Use StatsD to Measure Your Python App Metrics

Janne Kemppainen |

If you’re a fan of DevOps, then you should also be enthusiastic about collecting telemetry from your production applications. StatsD is one solution that you could use to collect metrics in Python.

Application telemetry gives you the visibility to what’s happening in your production system, and it enables you to solve problems when something inevitably goes wong. Log entries and exceptions are usually enough to debug many issues, but with application metrics you might be able to spot emerging problems faster, before they actually impact the customer.

Uncovering issues is not the only use case for collecting metrics.

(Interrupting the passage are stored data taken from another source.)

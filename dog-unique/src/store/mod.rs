pub mod clock;

#[cfg(feature = "memory")]
pub mod memory;

#[cfg(feature = "redis")]
pub mod redis;

use async_trait::async_trait;

use crate::UniqueResult;

pub use clock::{Clock, ManualClock, SystemClock};

#[cfg(feature = "memory")]
pub use memory::MemoryLockStore;

#[cfg(feature = "redis")]
pub use self::redis::RedisLockStore;

/// Closed score interval used for counting and sweeping
#[derive(Debug, Clone, Copy, PartialEq)]
pub struct ScoreRange {
    pub min: f64,
    pub max: f64,
}

impl ScoreRange {
    /// `[-inf, +inf]`
    pub fn all() -> Self {
        Self {
            min: f64::NEG_INFINITY,
            max: f64::INFINITY,
        }
    }

    pub fn new(min: f64, max: f64) -> Self {
        Self { min, max }
    }

    /// `[-inf, max]`
    pub fn up_to(max: f64) -> Self {
        Self {
            min: f64::NEG_INFINITY,
            max,
        }
    }

    /// `[min, +inf]`
    pub fn at_least(min: f64) -> Self {
        Self {
            min,
            max: f64::INFINITY,
        }
    }

    pub fn contains(&self, score: f64) -> bool {
        score >= self.min && score <= self.max
    }
}

impl Default for ScoreRange {
    fn default() -> Self {
        Self::all()
    }
}

/// Sorted-set primitives the uniqueness locks are built on
///
/// One sorted set per digest; member = lock id, score = absolute expiry. Every
/// method is a single atomic operation against the store. Implementations must
/// propagate transport errors unmodified and never retry on their own.
#[async_trait]
pub trait LockStore: Send + Sync {
    /// Current time as seen by lock holders, in seconds since the epoch
    fn now(&self) -> f64;

    /// Add `member` with `score`, raising (never lowering) the score of an existing member.
    /// Returns `true` only when the member was newly added.
    async fn zadd_gt(&self, key: &str, member: &str, score: f64) -> UniqueResult<bool>;

    /// Remove `member`; returns `true` if it was present
    async fn zrem(&self, key: &str, member: &str) -> UniqueResult<bool>;

    async fn zscore(&self, key: &str, member: &str) -> UniqueResult<Option<f64>>;

    /// Remove every member whose score lies in `range`; returns how many were removed
    async fn zrem_range_by_score(&self, key: &str, range: ScoreRange) -> UniqueResult<u64>;

    async fn zcount(&self, key: &str, range: ScoreRange) -> UniqueResult<u64>;

    /// Remove the whole set; returns `true` if it existed
    async fn del(&self, key: &str) -> UniqueResult<bool>;
}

They can also help you to understand how people are using your service. You could track usage across different APIs to find what features people use the most or how many people log in to your product each day. Increased response times might mean that you need to allocate more compute resources to your service.

The data could help you prioritize work on the most important features, and it can enable you to experiment with A/B testing.

What is StatsD?

StatsD is a network daemon that listens to events from different sources using a simple UDP or TCP based protocol. It can forward these events to visualization platforms, such as Grafana.

It was originally written at Etsy where they were really enthusiastic about collecting statistics and drawing graphs. They wanted a solution that would let developers collect this data with minimal development effort. Here’s the blog post about the reasonings and design choices that they made.

Stats are collected in buckets. Each bucket contains one statistic, and they are not preconfigured. Instead, they are genereated on the fly as events are pushed to the server.

Metrics are sent with values which are typically integers. The flush interval defines how often these values are aggregated and sent forward to the stats backend service. By default, updates are pushed out every ten seconds.

If your application is instrumented with metrics collection it can send events when some functions are called. A practical example could be an API endpoint that increments a hit counter each time it is called and sends the amount of time it took to process the request.

It is recommended that you configure the stats collection using the UDP protocol since it is a fire and forget type of communication, and will therefore have smaller effect on the application performance. A TCP connection requires a three-way handshake initialization, which means that it could potentially affect your app performance if you’re collecting lots of stats.

Still, if you’re sending lots of stats to an external system the physical network interface might actually become the limiting factor to your app’s performance. So keep that in mind if you encounter performance issues.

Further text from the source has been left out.